You are on page 1of 4

Fiction database for emotion detection in abnormal situations

Chloe Clavel, Ioana Vasilescu*, Laurence Devillers**, Thibaut Ehrette


Thales Research and Technology France, Domaine de Corbeville, 91404 Orsay Cedex, France
*ENST-TSI, 46 rue Barrault, 75634 Paris Cedex 13, France
**LIMSI-CNRS, BP 133, 91403 Orsay Cedex, France
chloe.clavel@thalesgroup.com, vasilesc@tsi.enst.fr, devil@limsi.fr

Abstract
The present research focuses on the acquisition and annotation of vocal resources for emotion detection. We
are interested in detecting emotions occurring in abnormal situations and particularly in detecting fear. The
present study considers a preliminary database of audiovisual sequences extracted from movie fictions. The sequences selected provide various manifestations of target
emotions and are described with a multimodal annotation
tool. We focus on audio cues in the annotation strategy
and we use the video as support for validating the audio labels.
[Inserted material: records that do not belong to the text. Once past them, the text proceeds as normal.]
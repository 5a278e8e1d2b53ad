// SPDX-License-Identifier: MIT OR Apache-2.0

use serde::{Deserialize, Serialize};

use crate::role::Role;
use crate::types::{ProjectId, UserId};

/// The association binding a user to a project with a role.
///
/// Invariants, enforced by the store atomically with every write:
/// - the (user, project) pair is unique
/// - at most one membership per project carries [`Role::Owner`]
#[derive(Clone, Debug, PartialEq, Eq, Serialize, Deserialize)]
pub struct Membership {
    pub user: UserId,
    pub project: ProjectId,
    pub role: Role,
}

/// Payload for inserting a membership row.
#[derive(Clone, Debug, PartialEq, Eq, Serialize, Deserialize)]
pub struct NewMembership {
    pub user: UserId,
    pub project: ProjectId,
    pub role: Role,
}
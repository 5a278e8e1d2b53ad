// SPDX-License-Identifier: MIT OR Apache-2.0

use tasker_auth::{Anchored, Resolution, resolve_for};
use tasker_core::{NewUser, User, UserId};
use tasker_store::Store;

use crate::error::{EngineError, Resource};

/// Authorized operation surface of the backend: one method per (resource-type, operation)
/// pair.
///
/// Every call borrows the store mutably for its whole duration, so role resolution and the
/// guarded write happen within one isolation span. The caller identity is supplied by the
/// surrounding authentication layer; the engine only ever authorizes.
#[derive(Debug)]
pub struct Engine<S> {
    pub(crate) store: S,
}

impl<S> Engine<S> {
    pub fn new(store: S) -> Self {
        Self { store }
    }

    /// Read-only access to the backing store.
    pub fn store(&self) -> &S {
        &self.store
    }

    pub fn into_store(self) -> S {
        self.store
    }
}

impl<S> Engine<S>
where
    S: Store,
{
    /// Register a user. This is account provisioning, not an authorized mutation: there is no
    /// caller to resolve.
    pub fn register_user(&mut self, new: NewUser) -> Result<User, EngineError> {
        Ok(self.store.insert_user(new)?)
    }

    /// Anchored role resolution, failing closed. An unresolvable anchor can only mean the
    /// parent task of a nested resource is gone, so it reports the task as missing.
    pub(crate) fn resolution_for<R>(
        &self,
        caller: UserId,
        resource: &R,
    ) -> Result<Resolution, EngineError>
    where
        R: Anchored,
    {
        match resolve_for(&self.store, caller, resource)? {
            Some(resolution) => Ok(resolution),
            None => Err(EngineError::NotFound(Resource::Task)),
        }
    }
}
#[cfg(test)]
mod tests {
    use tasker_core::{
        NewMembership, NewProject, NewSubtask, NewTask, NewUser, ProjectId, Role, TaskStatus,
        UserId,
    };

    use crate::traits::{
        Constraint, MembershipStore, ProjectStore, StoreError, SubtaskStore, TaskStore, UserStore,
    };

    use super::MemoryStore;

    fn user(store: &mut MemoryStore, email: &str) -> UserId {
        store
            .insert_user(NewUser {
                email: email.to_string(),
                name: email.split('@').next().unwrap().to_string(),
            })
            .unwrap()
            .id
    }

    fn project(store: &mut MemoryStore, owner: UserId) -> ProjectId {
        let project = store
            .insert_project(
                NewProject {
                    name: "Website relaunch".to_string(),
                    description: String::new(),
                    start_date: 20_260_101,
                    end_date: None,
                    status: Default::default(),
                },
                owner,
            )
            .unwrap();
        store
            .insert_membership(NewMembership {
                user: owner,
                project: project.id,
                role: Role::Owner,
            })
            .unwrap();
        project.id
    }

    #[test]
    fn duplicate_email_rejected() {
        let mut store = MemoryStore::new();
        user(&mut store, "ada@example.org");

        let result = store.insert_user(NewUser {
            email: "ada@example.org".to_string(),
            name: "Ada again".to_string(),
        });
        assert_eq!(
            result,
            Err(StoreError::UniqueViolation(Constraint::DuplicateEmail))
        );
    }

    #[test]
    fn at_most_one_owner_per_project() {
        let mut store = MemoryStore::new();
        let ada = user(&mut store, "ada@example.org");
        let bob = user(&mut store, "bob@example.org");
        let project = project(&mut store, ada);

        // A second owner row is rejected no matter which user it is for.
        let result = store.insert_membership(NewMembership {
            user: bob,
            project,
            role: Role::Owner,
        });
        assert_eq!(
            result,
            Err(StoreError::UniqueViolation(Constraint::DuplicateOwner))
        );

        // A second membership for the same user is rejected independently of role.
        let result = store.insert_membership(NewMembership {
            user: ada,
            project,
            role: Role::Member,
        });
        assert_eq!(
            result,
            Err(StoreError::UniqueViolation(Constraint::DuplicateMembership))
        );

        // Promoting an existing member to owner while another owner exists is also rejected.
        store
            .insert_membership(NewMembership {
                user: bob,
                project,
                role: Role::Member,
            })
            .unwrap();
        let result = store.update_membership_role(bob, project, Role::Owner);
        assert_eq!(
            result,
            Err(StoreError::UniqueViolation(Constraint::DuplicateOwner))
        );

        // Promoting to admin is fine.
        let membership = store
            .update_membership_role(bob, project, Role::Admin)
            .unwrap()
            .unwrap();
        assert_eq!(membership.role, Role::Admin);
    }

    #[test]
    fn racing_owner_inserts_admit_exactly_one() {
        let mut store = MemoryStore::new();
        let ada = user(&mut store, "ada@example.org");
        let bob = user(&mut store, "bob@example.org");
        let project = store
            .insert_project(
                NewProject {
                    name: "Race".to_string(),
                    description: String::new(),
                    start_date: 1,
                    end_date: None,
                    status: Default::default(),
                },
                ada,
            )
            .unwrap()
            .id;

        // Two back-to-back owner inserts model the closest serialization of two racing
        // requests; the constraint is checked in the same atomic step as the write, so
        // exactly one can ever win.
        let outcomes = [
            store.insert_membership(NewMembership {
                user: ada,
                project,
                role: Role::Owner,
            }),
            store.insert_membership(NewMembership {
                user: bob,
                project,
                role: Role::Owner,
            }),
        ];
        let winners = outcomes.iter().filter(|outcome| outcome.is_ok()).count();
        assert_eq!(winners, 1);
    }

    #[test]
    fn delete_project_cascades() {
        let mut store = MemoryStore::new();
        let ada = user(&mut store, "ada@example.org");
        let project_id = project(&mut store, ada);

        let task = store
            .insert_task(
                NewTask {
                    project: project_id,
                    title: "Ship it".to_string(),
                    description: String::new(),
                    due_date: None,
                    priority: Default::default(),
                    status: Default::default(),
                },
                ada,
            )
            .unwrap();
        store
            .insert_subtask(NewSubtask {
                task: task.id,
                title: "Step one".to_string(),
                status: TaskStatus::Todo,
            })
            .unwrap();
        store.insert_assignment(task.id, ada).unwrap();

        assert!(store.delete_project(project_id).unwrap());

        assert!(store.project(project_id).unwrap().is_none());
        assert!(store.membership(ada, project_id).unwrap().is_none());
        assert!(store.task(task.id).unwrap().is_none());
        assert!(store.subtasks_for_task(task.id).unwrap().is_empty());
        assert!(store.assignments_for_task(task.id).unwrap().is_empty());

        // Deleting again reports absence.
        assert!(!store.delete_project(project_id).unwrap());
    }

    #[test]
    fn assignment_is_idempotent() {
        let mut store = MemoryStore::new();
        let ada = user(&mut store, "ada@example.org");
        let project_id = project(&mut store, ada);
        let task = store
            .insert_task(
                NewTask {
                    project: project_id,
                    title: "Review".to_string(),
                    description: String::new(),
                    due_date: None,
                    priority: Default::default(),
                    status: Default::default(),
                },
                ada,
            )
            .unwrap();

        assert!(store.insert_assignment(task.id, ada).unwrap());
        assert!(!store.insert_assignment(task.id, ada).unwrap());

        let assignments = store.assignments_for_task(task.id).unwrap();
        assert_eq!(assignments.len(), 1);
        assert_eq!(assignments[0].user, ada);
        assert_eq!(assignments[0].task, task.id);

        assert!(store.delete_assignment(task.id, ada).unwrap());
        assert!(!store.delete_assignment(task.id, ada).unwrap());
    }

    #[test]
    fn subtask_updates_bump_updated_at() {
        let mut store = MemoryStore::new();
        let ada = user(&mut store, "ada@example.org");
        let project_id = project(&mut store, ada);
        let task = store
            .insert_task(
                NewTask {
                    project: project_id,
                    title: "Review".to_string(),
                    description: String::new(),
                    due_date: None,
                    priority: Default::default(),
                    status: Default::default(),
                },
                ada,
            )
            .unwrap();
        let subtask = store
            .insert_subtask(NewSubtask {
                task: task.id,
                title: "Step one".to_string(),
                status: TaskStatus::Todo,
            })
            .unwrap();
        assert_eq!(subtask.created_at, subtask.updated_at);

        let mut changed = subtask.clone();
        changed.status = TaskStatus::Done;
        assert!(store.update_subtask(&changed).unwrap());

        let stored = store.subtask(subtask.id).unwrap().unwrap();
        assert_eq!(stored.status, TaskStatus::Done);
        assert!(stored.updated_at > subtask.updated_at);
    }
}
The present article deals with the description
of the methodology of data acquisition and annotation.
The validation of annotation is realized via two perceptual paradigms in which the +/-video condition in stimuli
presentation varies. We show the perceptual significance
of the audio cues and the presence of target emotions.

1. Introduction
Emotion detection in spontaneous speech represents an
interesting topic for a wide set of potential applications,
such as human-machine interaction (human-machine dialog system), and survey application systems (homeland
security). Classical security systems are only based on visual cues detection without any recording of audio signal.
Our aim is to show the relevance of acoustic cues in illustrative abnormal situations. We define an abnormal situation as an unplanned event, consequent upon a human
action, present or imminent or natural disaster, which
implies human life threatening and requires prompt action to protect life or to limit its damages. We assume
that in these situations human being experiences fear or
other related negative emotions. Among the abnormal
situations we can mention natural damages such as fires,
earthquakes, flood etc, physical or psychological threatening and aggression against human beings (kidnapping,
hostages etc). Emotion detection in speech for security
applications requires appropriate real life databases.
The work presented here describes the database we
are building with the aim of developing a system able
to detect emotions occurring during abnormal situations.
We are hence interested with vocal manifestations in sit-

uations in which human life could be in danger. The


potential applications are dealing with security of public places, for example, bank or subway surveillance.
The development of an appropriate database of natural
speech and on a robust annotation strategy is not straightforward. Literature on emotions shows that detecting robust vocal cues carrying emotion information about the
speakers state is strongly correlated to the naturalness
of the corpus employed in this purpose. We can notice
an increasing interest in collecting and analyzing natural and context dependent corpora. As real life corpora
for emotion detection, we can mention a conversational
corpus containing everyday interactions between a target speaker and his environment [3], the Belfast database
[1] containing an interview corpus and a talk-show based
corpus, and call center corpora consisting in interactions
between agents and clients [4]. However, despite the naturalness of the data, all the mentioned corpora illustrate
life contexts in which emotions are shaded, mixed and
moderate as the politeness rules and social conventions
required. Natural corpora with extreme emotional manifestation for surveillance applications are not available
because of the private character of the data. However,
those emotions are present in everyday life, even though
rare and unpredictable. Indeed, nowadays broadcast news
provides strong examples of those extreme emotion manifestations but generally via short excerpts from a large
variability of contexts. As a consequence, there is a lack
of studies focusing on strong natural emotions.
Given the difficulty of collecting abundant material
with those target emotions, we are building a corpus
based on fiction sequences extracted from a collection of
selected recent movies in English language. Even though
emotions are acted, they are expressed by skilled actors in
realistic interpersonal interactions in the whole context of
the movie scenario. Otherwise fiction provides an interesting scope of emergence contexts and of type of speakers that would have been very difficult to collect in real
life. Our annotation methodology consists in three main
phases: naming the emotions, annotating and validating
them via appropriate perceptual tests.
In the following sections we describe the methodol-

ogy of extraction (section 2) and annotation (section 3)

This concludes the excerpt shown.